Restaurant information
- Closed: June 14, 2019
- Location: 3652 SE Division Street, Portland, Multnomah, Oregon, 97202, United States
- Coordinates: 45°30′16.8″N 122°37′31.5″W﻿ / ﻿45.504667°N 122.625417°W

= Victory Bar =

Defunct bar and restaurant in Portland, Oregon, U.S.

Victory Bar was a bar and restaurant in Portland, Oregon, United States. Victory closed in 2019.

==Description==
Victory Bar was an Orwellian-themed bar and gastropub located at the intersection of Southeast 37th Street and Southeast Division Street in Portland's Richmond neighborhood. The bar had dated television screens broadcasting a collection of curated live music videos. The collection, called Victory Vision, featured performances by David Bowie, The Kinks, and The Who. The interior was decorated with propaganda posters reminiscent of George Orwell's dystopian novel Nineteen Eighty-Four (1949) and stripe-painted rifles. Initially, the bar served small plates for wine pairings, and later focused on Belgian beers. According to Willamette Weeks Andi Prewitt, Victory offered "solid, affordable cocktails alongside warm and filling dishes like the perennial favorite spaetzle".

==History==
Yoni Laos and Amalie Roberts opened Victory Bar in late 2006 or January 2007. Victory was named Willamette Weeks inaugural Bar of the Year in 2013. The newspaper's Matthew Korfhage said at the time, the bar "isn't shiny or new or even particularly fashionable. It's just a goddamn winner."

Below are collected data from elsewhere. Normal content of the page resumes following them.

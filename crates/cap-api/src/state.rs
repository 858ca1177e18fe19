//! Application state

use std::sync::Arc;

use cap_collab::{SupervisorAssignmentCoordinator, TeamFormationCoordinator};
use cap_core::config::AppConfig;
use cap_notifications::NotificationSink;
use cap_store::{
    MemoryStores, MilestoneStore, ProjectStore, SuggestionStore, SupervisorRequestStore,
    TeamMemberStore, UserDirectory,
};
use cap_workflow::{MilestoneTracker, WorkflowEngine};

#[derive(Clone)]
pub struct AppState {
    pub config: Arc<AppConfig>,
    pub workflow: WorkflowEngine,
    pub supervision: SupervisorAssignmentCoordinator,
    pub teams: TeamFormationCoordinator,
    pub projects: Arc<dyn ProjectStore>,
}

impl AppState {
    /// Wire the engine and coordinators over one set of stores.
    #[allow(clippy::too_many_arguments)]
    pub fn new(
        config: AppConfig,
        projects: Arc<dyn ProjectStore>,
        requests: Arc<dyn SupervisorRequestStore>,
        members: Arc<dyn TeamMemberStore>,
        suggestions: Arc<dyn SuggestionStore>,
        milestones: Arc<dyn MilestoneStore>,
        users: Arc<dyn UserDirectory>,
        sink: Arc<dyn NotificationSink>,
    ) -> Self {
        let workflow = WorkflowEngine::new(
            projects.clone(),
            MilestoneTracker::new(milestones),
            sink.clone(),
        );
        let supervision = SupervisorAssignmentCoordinator::new(
            requests,
            projects.clone(),
            users.clone(),
            sink.clone(),
        );
        let teams =
            TeamFormationCoordinator::new(projects.clone(), members, suggestions, users, sink);

        Self {
            config: Arc::new(config),
            workflow,
            supervision,
            teams,
            projects,
        }
    }

    /// State over the in-memory stores, for tests and DB-less runs.
    pub fn in_memory(config: AppConfig, stores: &MemoryStores, sink: Arc<dyn NotificationSink>) -> Self {
        Self::new(
            config,
            stores.projects.clone(),
            stores.requests.clone(),
            stores.members.clone(),
            stores.suggestions.clone(),
            stores.milestones.clone(),
            stores.users.clone(),
            sink,
        )
    }
}
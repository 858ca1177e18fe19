//! Notification sink for Capstone RS
//!
//! Delivery itself is an external concern; the core only hands
//! `{recipient, kind, message}` records to a sink. Deliveries are
//! fire-and-forget: failures are logged and never block an operation.

pub mod notification;
pub mod sink;

pub use notification::{Notification, NotificationKind};
pub use sink::{deliver_best_effort, MemorySink, NotificationSink, SinkError, TracingSink};
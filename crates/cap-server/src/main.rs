//! Capstone RS Server
//!
//! HTTP server wiring the workflow engine and collaboration coordinators
//! over Postgres, falling back to the in-memory stores when no database is
//! reachable.

use std::sync::Arc;

use axum::{routing::get, Router};
use tower::ServiceBuilder;
use tower_http::{
    compression::CompressionLayer,
    cors::{Any, CorsLayer},
    trace::TraceLayer,
};
use tracing::info;
use tracing_subscriber::{layer::SubscriberExt, util::SubscriberInitExt};

use cap_api::AppState;
use cap_core::config::AppConfig;
use cap_db::{Database, PgStores};
use cap_notifications::{NotificationSink, TracingSink};
use cap_store::MemoryStores;

mod health;

use health::HealthState;

#[tokio::main]
async fn main() -> anyhow::Result<()> {
    init_tracing();

    dotenvy::dotenv().ok();
    let config = AppConfig::from_env().unwrap_or_else(|err| {
        tracing::warn!(error = %err, "failed to load config from env, using defaults");
        AppConfig::default()
    });

    info!(
        version = env!("CARGO_PKG_VERSION"),
        host = %config.server.host,
        port = config.server.port,
        "starting capstone server"
    );

    let sink: Arc<dyn NotificationSink> = Arc::new(TracingSink);

    let (state, db_pool) = match Database::connect(&config.database).await {
        Ok(db) => {
            info!("connected to database");
            let pool = db.pool().clone();
            let stores = PgStores::new(pool.clone());
            let state = AppState::new(
                config.clone(),
                stores.projects,
                stores.requests,
                stores.members,
                stores.suggestions,
                stores.milestones,
                stores.users,
                sink,
            );
            (state, Some(pool))
        }
        Err(err) => {
            tracing::warn!(error = %err, "database unreachable, using in-memory stores");
            let stores = MemoryStores::new();
            (AppState::in_memory(config.clone(), &stores, sink), None)
        }
    };

    let app = build_router(state, Arc::new(HealthState { db: db_pool }));

    let addr = config.server_addr();
    info!("listening on {}", addr);

    let listener = tokio::net::TcpListener::bind(addr).await?;
    axum::serve(listener, app)
        .with_graceful_shutdown(shutdown_signal())
        .await?;

    info!("server shutdown complete");
    Ok(())
}

fn init_tracing() {
    tracing_subscriber::registry()
        .with(
            tracing_subscriber::EnvFilter::try_from_default_env()
                .unwrap_or_else(|_| "info,cap_server=debug,cap_api=debug,tower_http=debug".into()),
        )
        .with(tracing_subscriber::fmt::layer().with_target(true))
        .init();
}

fn build_router(state: AppState, health_state: Arc<HealthState>) -> Router {
    let health_routes = Router::new()
        .route("/health", get(health::liveness))
        .route("/health/live", get(health::liveness))
        .route("/health/ready", get(health::readiness))
        .with_state(health_state);

    Router::new()
        .merge(health_routes)
        .merge(cap_api::router(state))
        .layer(
            ServiceBuilder::new()
                .layer(TraceLayer::new_for_http())
                .layer(CompressionLayer::new())
                .layer(
                    CorsLayer::new()
                        .allow_origin(Any)
                        .allow_methods(Any)
                        .allow_headers(Any),
                ),
        )
}

async fn shutdown_signal() {
    let ctrl_c = async {
        tokio::signal::ctrl_c()
            .await
            .expect("Failed to install Ctrl+C handler");
    };

    #[cfg(unix)]
    let terminate = async {
        tokio::signal::unix::signal(tokio::signal::unix::SignalKind::terminate())
            .expect("Failed to install signal handler")
            .recv()
            .await;
    };

    #[cfg(not(unix))]
    let terminate = std::future::pending::<()>();

    tokio::select! {
        _ = ctrl_c => {
            info!("received Ctrl+C, initiating graceful shutdown");
        }
        _ = terminate => {
            info!("received SIGTERM, initiating graceful shutdown");
        }
    }
}

#[cfg(test)]
mod tests {
    use super::*;
    use axum::body::Body;
    use axum::http::{Request, StatusCode};
    use cap_notifications::MemorySink;
    use tower::ServiceExt;

    fn test_app() -> Router {
        let stores = MemoryStores::new();
        let state = AppState::in_memory(
            AppConfig::default(),
            &stores,
            Arc::new(MemorySink::new()),
        );
        build_router(state, Arc::new(HealthState { db: None }))
    }

    #[tokio::test]
    async fn test_health_endpoint() {
        let app = test_app();

        let response = app
            .oneshot(Request::builder().uri("/health").body(Body::empty()).unwrap())
            .await
            .unwrap();
        assert_eq!(response.status(), StatusCode::OK);
    }

    #[tokio::test]
    async fn test_readiness_without_database() {
        let app = test_app();

        let response = app
            .oneshot(
                Request::builder()
                    .uri("/health/ready")
                    .body(Body::empty())
                    .unwrap(),
            )
            .await
            .unwrap();
        assert_eq!(response.status(), StatusCode::OK);
    }

    #[tokio::test]
    async fn test_api_requires_principal() {
        let app = test_app();

        let response = app
            .oneshot(
                Request::builder()
                    .method("POST")
                    .uri("/api/v1/projects/1/submit")
                    .body(Body::empty())
                    .unwrap(),
            )
            .await
            .unwrap();
        assert_eq!(response.status(), StatusCode::UNAUTHORIZED);
    }
}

Eric Moore was an owner, as of 2012. Laos was the sole owner, as of 2014.

On June 13, 2019, management unexpectedly confirmed plans to close of Facebook, posting: "It's the last nights of Victory my friends. Come say goodbye tonight or tomorrow." Victory Bar's last day of operations was June 14. Laos, who decided to move on to "new and more creative adventures", said of the closure: When I was about five years old, growing up in a small town in Arizona, an old Obi-Wan Kenobi-type sage stopped me on my tricycle and he told me this: 'Son, if you want to make it big in this world... think about serving absinthe milkshakes to people while playing Dr. Hook music videos in the background.' I guess the moral of the story is this: Don't listen to strange old men wandering the sidewalks in their bathrobes... Portland sucks and is awesome at the same time. Geeze... I spent 13 years in this building. Can't a guy move on to new adventures?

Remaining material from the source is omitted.